Sim, queria trabalhar as minhas letras com a subtileza do texto. A subtileza encanta-me porque o fado per se já é muito declarado. Queria trabalhar as minhas letras com a delicadeza e a luz que a a Maria Gabriela Llansol tem sempre. Mesmo quando a luz é obscura. Um dos livros que me acompanhou foi o do luto do companheiro de vida, o Augusto. E é impressionante porque quando ela está na escuridão, ela não está na escuridão. Está em contraluz, o que é bem diferente. Como não sei o que é estar sempre na luz, se quero escrever sobre um amor intemporal, feliz, à semelhança dos contos de fadas anteriores ao branqueamento do Walt Disney, em que é tudo feliz menos o final, tenho a rede desta escritora que me foi apresentada pelo meu companheiro. Depois, como só conheci a Maria Gabriela Llansol há três anos, ainda estou a descobri-la. Reuniram-se as condições para arriscar escrever um disco pela primeira vez e comprometer-me com a escrita.
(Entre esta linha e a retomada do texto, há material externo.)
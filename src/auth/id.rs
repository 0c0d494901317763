//! Strongly typed identifiers enforced across the broker domain.
//!
//! Tenant identifiers are spliced into discovery URLs, token endpoint paths, environment variable
//! names, and secret names, so they reject anything that could change the shape of those strings.

// std
use std::{borrow::Borrow, ops::Deref};
// self
use crate::_prelude::*;

macro_rules! def_id {
	($name:ident, $doc:literal, $kind:literal) => {
		#[doc = $doc]
		#[derive(Clone, PartialEq, Eq, PartialOrd, Ord, Hash, Serialize, Deserialize)]
		#[serde(try_from = "String", into = "String")]
		pub struct $name(String);
		impl $name {
			/// Creates a new identifier after validation.
			pub fn new(value: impl AsRef<str>) -> Result<Self, IdentifierError> {
				let view = value.as_ref();

				validate_view($kind, view)?;

				Ok(Self(view.to_owned()))
			}
		}
		impl Deref for $name {
			type Target = str;

			fn deref(&self) -> &Self::Target {
				&self.0
			}
		}
		impl AsRef<str> for $name {
			fn as_ref(&self) -> &str {
				&self.0
			}
		}
		impl From<$name> for String {
			fn from(value: $name) -> Self {
				value.0
			}
		}
		impl TryFrom<String> for $name {
			type Error = IdentifierError;

			fn try_from(value: String) -> Result<Self, Self::Error> {
				validate_view($kind, &value)?;

				Ok(Self(value))
			}
		}
		impl Borrow<str> for $name {
			fn borrow(&self) -> &str {
				&self.0
			}
		}
		impl Debug for $name {
			fn fmt(&self, f: &mut Formatter) -> FmtResult {
				write!(f, concat!($kind, "({})"), self.0)
			}
		}
		impl Display for $name {
			fn fmt(&self, f: &mut Formatter) -> FmtResult {
				f.write_str(&self.0)
			}
		}
		impl FromStr for $name {
			type Err = IdentifierError;

			fn from_str(s: &str) -> Result<Self, Self::Err> {
				Self::new(s)
			}
		}
	};
}

const IDENTIFIER_MAX_LEN: usize = 128;
const RESERVED_CHARACTERS: &[char] = &['/', '\\', '?', '#', '%', ':', '@', '&', '='];

/// Error returned when identifier validation fails.
#[derive(Clone, Debug, PartialEq, Eq, Serialize, ThisError)]
pub enum IdentifierError {
	/// The identifier was empty.
	#[error("{kind} identifier cannot be empty.")]
	Empty {
		/// Kind of identifier (tenant, subject).
		kind: &'static str,
	},
	/// The identifier contains whitespace characters.
	#[error("{kind} identifier contains whitespace.")]
	ContainsWhitespace {
		/// Kind of identifier (tenant, subject).
		kind: &'static str,
	},
	/// The identifier contains a URL or key delimiter.
	#[error("{kind} identifier contains the reserved character `{character}`.")]
	ContainsReserved {
		/// Kind of identifier (tenant, subject).
		kind: &'static str,
		/// First offending character.
		character: char,
	},
	/// The identifier exceeded the allowed character count.
	#[error("{kind} identifier exceeds {max} characters.")]
	TooLong {
		/// Kind of identifier (tenant, subject).
		kind: &'static str,
		/// Maximum permitted character count.
		max: usize,
	},
}

def_id! { TenantId, "Identity provider tenant, taken from the `tid` claim.", "Tenant" }
def_id! { SubjectId, "End user within a tenant, taken from the `oid` claim.", "Subject" }

fn validate_view(kind: &'static str, view: &str) -> Result<(), IdentifierError> {
	if view.is_empty() {
		return Err(IdentifierError::Empty { kind });
	}
	if view.chars().any(char::is_whitespace) {
		return Err(IdentifierError::ContainsWhitespace { kind });
	}
	if let Some(character) = view.chars().find(|c| RESERVED_CHARACTERS.contains(c)) {
		return Err(IdentifierError::ContainsReserved { kind, character });
	}
	if view.len() > IDENTIFIER_MAX_LEN {
		return Err(IdentifierError::TooLong { kind, max: IDENTIFIER_MAX_LEN });
	}

	Ok(())
}
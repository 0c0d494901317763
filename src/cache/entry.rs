//! Cache keys and cached exchange results.

// self
use crate::{
	_prelude::*,
	auth::{SubjectId, TenantId, TokenSecret, token_expiry},
};

/// Identifies one caller: the `(tenant, subject)` pair, rendered as `tenant:subject`.
#[derive(Clone, PartialEq, Eq, Hash)]
pub struct CacheKey {
	/// Tenant of the caller.
	pub tenant: TenantId,
	/// Subject of the caller.
	pub subject: SubjectId,
}
impl CacheKey {
	/// Builds a key.
	pub fn new(tenant: TenantId, subject: SubjectId) -> Self {
		Self { tenant, subject }
	}
}
impl Debug for CacheKey {
	fn fmt(&self, f: &mut Formatter) -> FmtResult {
		write!(f, "CacheKey({self})")
	}
}
impl Display for CacheKey {
	fn fmt(&self, f: &mut Formatter) -> FmtResult {
		write!(f, "{}:{}", self.tenant, self.subject)
	}
}

/// A derived token plus the audience it was issued for.
///
/// Never mutated after creation.
#[derive(Clone, Debug)]
pub struct CachedExchange {
	/// Derived downstream token.
	pub token: TokenSecret,
	/// Audience of the inbound token the derived token was exchanged for.
	pub audience: String,
	/// Expiry read from the derived token's `exp` claim; the Unix epoch when unreadable.
	pub expires_at: OffsetDateTime,
	/// Accounting weight in bytes.
	pub weight: usize,
}
impl CachedExchange {
	/// Wraps an exchange result, reading its expiry and computing its weight.
	pub fn new(token: TokenSecret, audience: impl Into<String>) -> Self {
		let audience = audience.into();
		let expires_at = token_expiry(token.expose());
		let weight = token.len() + audience.len();

		Self { token, audience, expires_at, weight }
	}

	/// Returns `true` once `now` has reached the expiry.
	pub fn is_expired_at(&self, now: OffsetDateTime) -> bool {
		now >= self.expires_at
	}
}

/// Stored entry with recency bookkeeping.
#[derive(Debug)]
pub(crate) struct Slot {
	pub(crate) value: CachedExchange,
	pub(crate) last_used: u64,
}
Sempre escrevi para várias pessoas, para mim até menos do que para os outros, mas desta vez assumi um compromisso. E quero ver se não perco este embalo. E vou passar a escudar-me com os escritores que me acompanham mesmo que não seja um tributo declarado, como agora. Este método ajuda-me a comprometer-me de forma construtiva com a escrita, porque até agora o meu compromisso era com a interpretação. A escrita flui ou não. Escrevi este disco numa semana.
Foi catártico?
Foi, é verdade. Nunca fiz nada na vida assim. Já tinha escolhido melodias e definido critérios. Estas melodias são pouco cantadas. Pertencem a uma memória cantiga que as pessoas já nem reconhecem. E depois escrevi as letras à moda antiga com o cuidado de ter a métrica rigorosamente certa com a música. Foi um bom casamento e isso para interpretar facilita. Não precisei de me preocupar com o encaixe. Com a dor, cria-se. Aliás, está na palavra. Cria-dor. A dor integra-se. Faz parte de nós. A consciência da dor pode ser um bom equilíbrio. O sofrimento é a lama.
Além do nome, impôs limites para a privacidade?
A questão põe-se sobretudo nas entrevistas. A arte defende-se por si mesma. Ali, tudo é íntimo e muito é privado. Ali, o que eu quero falar é de intimidade. A privacidade é de cada um. Quando estamos a ler alguma coisa, ainda por cima autobiográfica, as pessoas identificam-se ou não. Eu não. Não tenho que partilhar a minha privacidade mas está no que escrevi e no que canto. Mas não está no que falo. Trazer a intimidade para o espaço público até pode engrandecê-lo. É para isso que a arte serve. A privacidade não serve para nada. Desvirtua as relações privadas.
Essa questão é sensível no nosso tempo.
Pois, por causa das redes sociais. Tudo se expõe. Eu não lido com isso. Mas há uma coisa de que eu gosto. Posso fazer o que quiser e, se não quiser fazer, não faço. Distinguir o privado do público é dos atos mais inteligentes da humanidade. Chama-se civilização e eu gosto de pertencer a esta espécie. O meu público não pode pensar que é meu amigo, porque a amizade é outra coisa. Quando eles estiverem doentes, eu não vou estar lá enquanto por uma amiga vou estar. Então para que é que vou partilhar com anónimos que estou no hospital? Porque as pessoas gostam, dá mais seguidores e concertos. Pois dou menos concertos, durmo melhor e não me queixo (ri-se).